Problem to solve:
Copy out each line of the data that holds the string "ScheduledJob".

(Beginning of Data)

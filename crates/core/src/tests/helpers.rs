// Copyright (C) 2026 Fred Clausen
// Use of this source code is governed by an MIT-style
// license that can be found in the LICENSE file or at
// https://opensource.org/licenses/MIT.

use crewboard_domain::{IdentifierSet, Job, ScheduledDate, ScheduledJob};
use time::{Date, Month};

pub fn day(year: i32, month: Month, day: u8) -> Date {
    Date::from_calendar_date(year, month, day).unwrap()
}

pub fn plain_date(date: Date) -> ScheduledDate {
    ScheduledDate::new(date, None, Vec::new(), IdentifierSet::new())
}

pub fn create_test_job(id: i64, name: &str) -> Job {
    Job::new(id, String::from(name), None, true)
}

pub fn create_test_scheduled_job(id: i64, job_id: i64, dates: Vec<ScheduledDate>) -> ScheduledJob {
    ScheduledJob::new(id, create_test_job(job_id, "Main St Resurfacing"), dates).unwrap()
}
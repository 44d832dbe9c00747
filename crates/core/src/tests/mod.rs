// Copyright (C) 2026 Fred Clausen
// Use of this source code is governed by an MIT-style
// license that can be found in the LICENSE file or at
// https://opensource.org/licenses/MIT.

#![allow(clippy::expect_used, clippy::unwrap_used)]

mod helpers;
mod state_tests;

(End of Data)

Result of this task:
use crewboard_domain::{IdentifierSet, Job, ScheduledDate, ScheduledJob};
pub fn create_test_scheduled_job(id: i64, job_id: i64, dates: Vec<ScheduledDate>) -> ScheduledJob {
    ScheduledJob::new(id, create_test_job(job_id, "Main St Resurfacing"), dates).unwrap()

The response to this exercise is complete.